Victoria College, Belfast is a voluntary non-denominational independent grammar school in Cranmore Park, Belfast, Northern Ireland. In 2022, the college's stated enrolment was 870.

Victoria College was awarded specialist school status in science in September 2009. The college also specialises in other STEM-related areas (Science, Technology, Engineering and Maths.)

== History ==
Founded by Mrs Margaret Byers (1832–1912) – an important pioneer of women's education in Ireland – in 1859, and first located in Belfast city centre at Wellington Place, the school was then known as The Ladies' Collegiate School, Belfast.
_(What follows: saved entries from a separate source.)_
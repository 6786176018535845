//! spectral::pdc — partial directed coherence of autoregressive
//! coefficients.
//!
//! Purpose
//! -------
//! Map autoregressive coefficient blocks into the frequency domain and
//! compute the partial directed coherence (PDC): a column-normalized
//! magnitude of the spectral transfer matrix
//!
//! ```text
//! A(f)    = I − Σ_{l=1..p} Φ_l · e^{−2πi·f·l},
//! PDC_ij(f) = |A(f)_ij| / sqrt( Σ_m |A(f)_mj|² ),
//! ```
//!
//! so `PDC_ij(f)` measures the directed influence from series `j` to
//! series `i` at frequency `f`, with `Σ_i PDC_ij(f)² = 1` for every
//! nonzero column.
//!
//! Key behaviors
//! -------------
//! - Accept coefficients either as an ordered list of `p` square `K × K`
//!   lag matrices or as one horizontally stacked `K × (K·p)` matrix; both
//!   forms produce identical output.
//! - [`fpdc`] applies the transform independently at every grid cell of a
//!   [`CoefficientField`], preserving missing cells.
//! - [`fourier_frequencies`] produces the default internal frequency set
//!   `{1/T, …, ⌊T/2⌋/T}` (Nyquist range excluding zero).
//!
//! Invariants & assumptions
//! ------------------------
//! - All PDC entries lie in `[0, 1]`; columns of `A(f)` that are entirely
//!   zero yield zero entries (the unit-column-norm property is documented
//!   as holding only for nonzero columns).
//! - Output is `K × K × |freqs|` with the frequency axis last, one such
//!   array per grid cell for [`fpdc`].
//!
//! Conventions
//! -----------
//! - Frequencies are in cycles per sample, so `f = 0.5` is the Nyquist
//!   frequency.
//!
//! Downstream usage
//! ----------------
//! - The model façades call [`fpdc`] on estimated fields when
//!   `compute_fpdc` is set; callers can also invoke [`pdc`] directly on a
//!   fitted VAR coefficient matrix.
//!
//! Testing notes
//! -------------
//! - Unit tests cover the unit-column-norm property, the `[0, 1]` range,
//!   list-vs-stacked invariance, and missing-cell preservation in
//!   [`fpdc`].
use crate::functional::core::field::CoefficientField;
use crate::spectral::errors::{SpectralError, SpectralResult};
use ndarray::{Array2, Array3, ArrayView2, s};
use num_complex::Complex64;
use std::f64::consts::PI;

/// fPDC output: one `K × K × |freqs|` PDC array per grid cell, missing
/// where the underlying coefficient cell is missing.
pub type FpdcField = Vec<Option<Array3<f64>>>;

/// ArCoefficients — autoregressive coefficients in either accepted layout.
///
/// Purpose
/// -------
/// Let callers pass coefficients the way they hold them: as the `p`
/// separate lag matrices of a structural model, or as the horizontally
/// stacked `K × (K·p)` block a fitted field cell stores. [`pdc`] treats
/// both identically.
#[derive(Debug, Clone, PartialEq)]
pub enum ArCoefficients {
    /// One `K × (K·p)` matrix, lag `l` occupying columns `(l−1)·K .. l·K`.
    Stacked(Array2<f64>),
    /// `p` square `K × K` matrices, one per lag, in lag order.
    Lags(Vec<Array2<f64>>),
}

impl ArCoefficients {
    /// Validate the layout and return `(K, p)`.
    ///
    /// Errors
    /// ------
    /// - [`SpectralError::EmptyCoefficients`] for an empty lag list or a
    ///   zero-row stacked matrix.
    /// - [`SpectralError::StackedShapeMismatch`] when the stacked column
    ///   count is not a positive multiple of the row count.
    /// - [`SpectralError::LagShapeMismatch`] when a lag matrix is not
    ///   square with the common dimension.
    pub fn validate(&self) -> SpectralResult<(usize, usize)> {
        match self {
            ArCoefficients::Stacked(phi) => {
                let (rows, cols) = (phi.nrows(), phi.ncols());
                if rows == 0 {
                    return Err(SpectralError::EmptyCoefficients);
                }
                if cols == 0 || cols % rows != 0 {
                    return Err(SpectralError::StackedShapeMismatch { rows, cols });
                }
                Ok((rows, cols / rows))
            }
            ArCoefficients::Lags(lags) => {
                let first = lags.first().ok_or(SpectralError::EmptyCoefficients)?;
                let k = first.nrows();
                if k == 0 {
                    return Err(SpectralError::EmptyCoefficients);
                }
                for (lag, phi) in lags.iter().enumerate() {
                    if phi.nrows() != k || phi.ncols() != k {
                        return Err(SpectralError::LagShapeMismatch {
                            lag,
                            rows: phi.nrows(),
                            cols: phi.ncols(),
                        });
                    }
                }
                Ok((k, lags.len()))
            }
        }
    }

    /// View of lag `l` (1-based) as a `K × K` block.
    fn lag(&self, l: usize, k: usize) -> ArrayView2<'_, f64> {
        match self {
            ArCoefficients::Stacked(phi) => phi.slice(s![.., (l - 1) * k..l * k]),
            ArCoefficients::Lags(lags) => lags[l - 1].view(),
        }
    }
}

/// Compute the PDC array of a coefficient block over a frequency set.
///
/// Parameters
/// ----------
/// - `coefficients`: lag coefficients in either layout (see
///   [`ArCoefficients`]).
/// - `freqs`: frequencies in cycles per sample; typically
///   [`fourier_frequencies`] of the fitted series length.
///
/// Returns
/// -------
/// `SpectralResult<Array3<f64>>`
///   A `K × K × |freqs|` array with entries in `[0, 1]`; entry
///   `(i, j, fi)` is the directed coherence from `j` to `i` at
///   `freqs[fi]`.
///
/// Errors
/// ------
/// - Any layout error from [`ArCoefficients::validate`].
pub fn pdc(coefficients: &ArCoefficients, freqs: &[f64]) -> SpectralResult<Array3<f64>> {
    let (k, p) = coefficients.validate()?;
    let mut out = Array3::zeros((k, k, freqs.len()));
    let mut transfer = Array2::<Complex64>::zeros((k, k));

    for (fi, &f) in freqs.iter().enumerate() {
        // A(f) = I − Σ_l Φ_l e^{−2πi f l}
        transfer.fill(Complex64::new(0.0, 0.0));
        for i in 0..k {
            transfer[[i, i]] = Complex64::new(1.0, 0.0);
        }
        for l in 1..=p {
            let phase = Complex64::from_polar(1.0, -2.0 * PI * f * l as f64);
            let phi_l = coefficients.lag(l, k);
            for i in 0..k {
                for j in 0..k {
                    transfer[[i, j]] -= phase * phi_l[[i, j]];
                }
            }
        }

        for j in 0..k {
            let norm: f64 =
                (0..k).map(|m| transfer[[m, j]].norm_sqr()).sum::<f64>().sqrt();
            if norm > 0.0 {
                for i in 0..k {
                    out[[i, j, fi]] = transfer[[i, j]].norm() / norm;
                }
            }
        }
    }
    Ok(out)
}

/// Apply [`pdc`] independently at every grid cell of a coefficient field.
///
/// Parameters
/// ----------
/// - `field`: estimated coefficient field; populated cells hold stacked
///   `K × (K·p)` matrices.
/// - `freqs`: frequencies in cycles per sample.
///
/// Returns
/// -------
/// `SpectralResult<FpdcField>` with one entry per grid cell in grid order;
/// missing coefficient cells stay missing.
pub fn fpdc(field: &CoefficientField, freqs: &[f64]) -> SpectralResult<FpdcField> {
    field
        .iter()
        .map(|cell| {
            cell.map(|phi| pdc(&ArCoefficients::Stacked(phi.clone()), freqs)).transpose()
        })
        .collect()
}

/// Default internal frequency set `{1/T, …, ⌊T/2⌋/T}` for a series of
/// length `t_len` (Nyquist range excluding zero).
pub fn fourier_frequencies(t_len: usize) -> Vec<f64> {
    (1..=t_len / 2).map(|j| j as f64 / t_len as f64).collect()
}

#[cfg(test)]
mod tests {
    use super::*;
    use ndarray::array;

    // -------------------------------------------------------------------------
    // Scope
    // -----
    // These tests cover:
    // - The unit-column-norm property and the [0, 1] range.
    // - List-vs-stacked layout invariance.
    // - Missing-cell preservation in `fpdc`.
    // - The Fourier frequency helper.
    //
    // They intentionally DO NOT cover:
    // - Interpretation of PDC on estimated fields (integration tests).
    // -------------------------------------------------------------------------

    #[test]
    // Purpose
    // -------
    // Verify that squared PDC entries sum to one down every column at
    // every frequency, and that all entries lie in [0, 1].
    //
    // Given
    // -----
    // - A bivariate VAR(2) coefficient stack and five frequencies.
    //
    // Expect
    // ------
    // - `Σ_i PDC(i, j, f)² = 1` to 1e-12 for every (j, f); entries in
    //   [0, 1].
    fn pdc_columns_have_unit_squared_norm() {
        // Arrange
        let phi = array![[0.5, 0.1, -0.2, 0.0], [0.3, -0.4, 0.1, 0.2]];
        let freqs = [0.05, 0.1, 0.2, 0.35, 0.5];

        // Act
        let out = pdc(&ArCoefficients::Stacked(phi), &freqs).expect("pdc should succeed");

        // Assert
        for fi in 0..freqs.len() {
            for j in 0..2 {
                let col_norm: f64 = (0..2).map(|i| out[[i, j, fi]].powi(2)).sum();
                assert!(
                    (col_norm - 1.0).abs() < 1e-12,
                    "column ({j}, {fi}) squared norm {col_norm} should be 1"
                );
            }
        }
        for &v in out.iter() {
            assert!((0.0..=1.0).contains(&v), "entry {v} out of [0, 1]");
        }
    }

    #[test]
    // Purpose
    // -------
    // Verify that passing lag matrices as a list or as the equivalent
    // stacked matrix yields identical output.
    //
    // Given
    // -----
    // - A bivariate VAR(2): Φ₁, Φ₂ as a list, and [Φ₁ | Φ₂] stacked.
    //
    // Expect
    // ------
    // - Elementwise equality of the two PDC arrays.
    fn pdc_is_invariant_to_coefficient_layout() {
        // Arrange
        let phi1 = array![[0.5, 0.1], [0.3, -0.4]];
        let phi2 = array![[-0.2, 0.0], [0.1, 0.2]];
        let stacked = array![[0.5, 0.1, -0.2, 0.0], [0.3, -0.4, 0.1, 0.2]];
        let freqs = fourier_frequencies(20);

        // Act
        let from_lags = pdc(&ArCoefficients::Lags(vec![phi1, phi2]), &freqs)
            .expect("list layout should succeed");
        let from_stacked =
            pdc(&ArCoefficients::Stacked(stacked), &freqs).expect("stacked layout should succeed");

        // Assert
        assert_eq!(from_lags.shape(), from_stacked.shape());
        for (a, b) in from_lags.iter().zip(from_stacked.iter()) {
            assert!((a - b).abs() < 1e-15, "layouts disagree: {a} vs {b}");
        }
    }

    #[test]
    // Purpose
    // -------
    // Verify layout validation errors.
    //
    // Given
    // -----
    // - An empty lag list, a 2×5 stacked matrix, and a non-square lag.
    //
    // Expect
    // ------
    // - The matching `SpectralError` variant for each.
    fn pdc_rejects_malformed_coefficient_layouts() {
        // Arrange
        let freqs = [0.1];

        // Act & Assert
        assert_eq!(
            pdc(&ArCoefficients::Lags(vec![]), &freqs).unwrap_err(),
            SpectralError::EmptyCoefficients
        );
        assert_eq!(
            pdc(&ArCoefficients::Stacked(Array2::zeros((2, 5))), &freqs).unwrap_err(),
            SpectralError::StackedShapeMismatch { rows: 2, cols: 5 }
        );
        assert_eq!(
            pdc(
                &ArCoefficients::Lags(vec![Array2::zeros((2, 2)), Array2::zeros((2, 3))]),
                &freqs
            )
            .unwrap_err(),
            SpectralError::LagShapeMismatch { lag: 1, rows: 2, cols: 3 }
        );
    }

    #[test]
    // Purpose
    // -------
    // Verify that `fpdc` preserves missing cells and transforms present
    // ones.
    //
    // Given
    // -----
    // - A two-cell field with the second cell missing.
    //
    // Expect
    // ------
    // - Output has one `Some` with shape (K, K, |freqs|) and one `None`.
    fn fpdc_preserves_missing_cells() {
        // Arrange
        let field = CoefficientField::from_cells(vec![
            Some(array![[0.5, 0.1], [0.3, -0.4]]),
            None,
        ]);
        let freqs = [0.1, 0.25];

        // Act
        let out = fpdc(&field, &freqs).expect("fpdc should succeed");

        // Assert
        assert_eq!(out.len(), 2);
        assert_eq!(out[0].as_ref().map(|a| a.shape().to_vec()), Some(vec![2, 2, 2]));
        assert!(out[1].is_none());
    }

    #[test]
    // Purpose
    // -------
    // Pin the default internal frequency set.
    //
    // Given
    // -----
    // - Series lengths 10 and 9.
    //
    // Expect
    // ------
    // - `{1/10, …, 5/10}` and `{1/9, …, 4/9}` respectively.
    fn fourier_frequencies_cover_nyquist_range_excluding_zero() {
        // Act
        let even = fourier_frequencies(10);
        let odd = fourier_frequencies(9);

        // Assert
        assert_eq!(even, vec![0.1, 0.2, 0.3, 0.4, 0.5]);
        assert_eq!(odd.len(), 4);
        assert!((odd[3] - 4.0 / 9.0).abs() < 1e-15);
    }
}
In 1888, Queen Victoria's Jubilee Year, the name of the school was changed by Royal Command to Victoria College and School. A century later, Victoria College amalgamated with Richmond Lodge School, a neighbouring girls' school of similar ethos. Richmond Lodge had opened in 1889 by the Misses Hardy on the Stranmillis Road. It moved to the Malone Road in 1913 and soon acquired full academic recognition. Richmond Lodge past pupils continue their association with the school through the Arellian Association.

From 1947 to 1970, the art department at Victoria College was headed by Mercy Hunter, a notable calligrapher and influential teacher.

Over the past 150 years, Victoria College (as it is now called) has relocated four times. Former Belfast locations include Howard Street, Pakenham Place and Lower Crescent before the current school was established at Cranmore in the 1970s. School house names reflect the past locations.

Brenda Berner became principal of Victoria College in 1976.

== Location==
The school has two campuses: the Richmond Campus (for Forms 1 & 2) and the Cranmore Campus (for Forms 3-U6). In addition, a girls only Preparatory Department is located on the Cranmore Campus.

The whole school is situated within extensive mature grounds in South Belfast, between the Lisburn Road and the Malone Road, two main arterial routes making it convenient to city, town and country bus routes and the local railway network. It is also within walking distance of the Queen's University Belfast and the Ulster Museum and many local art galleries and theatres.

== Staff ==
The school is staffed by 82 full- and part-time teachers and 30 support staff.

==Principals==

| No. | Name | Tenure |
|---|---|---|
| 1 | Margaret Byers | 1859-1912 |
| 2 | Anna Matier | 1912-1936 |
| 3 | Grace Faris | 1936-1951 |
| 4 | Margaret Weir Cunningham | 1951-1976 |
| 5 | Brenda Berner | 1976-1998 |
| 6 | Margaret Andrews | 1998-2005 |
| 7 | Patricia Slevin | 2005–2018 |
| 8 | Karen Quinn | 2018–present |

== Boarding ==
Drumglass House was built in 1820 and serves as the Boarding Department for girls of all ages and all backgrounds. It is located within the grounds of the Cranmore Campus. The Boarding Department caters for up to 60 boarders, many from Europe or East Asia. Due to the covid-19 pandemic, Drumglass closed its doors in 2020, and has not reopened since.

== STEM related achievements ==
In 2010, a team of pupils from the College won their regional heat of the Faraday Challenge and subsequently took first prize at the National Finals held in Manchester.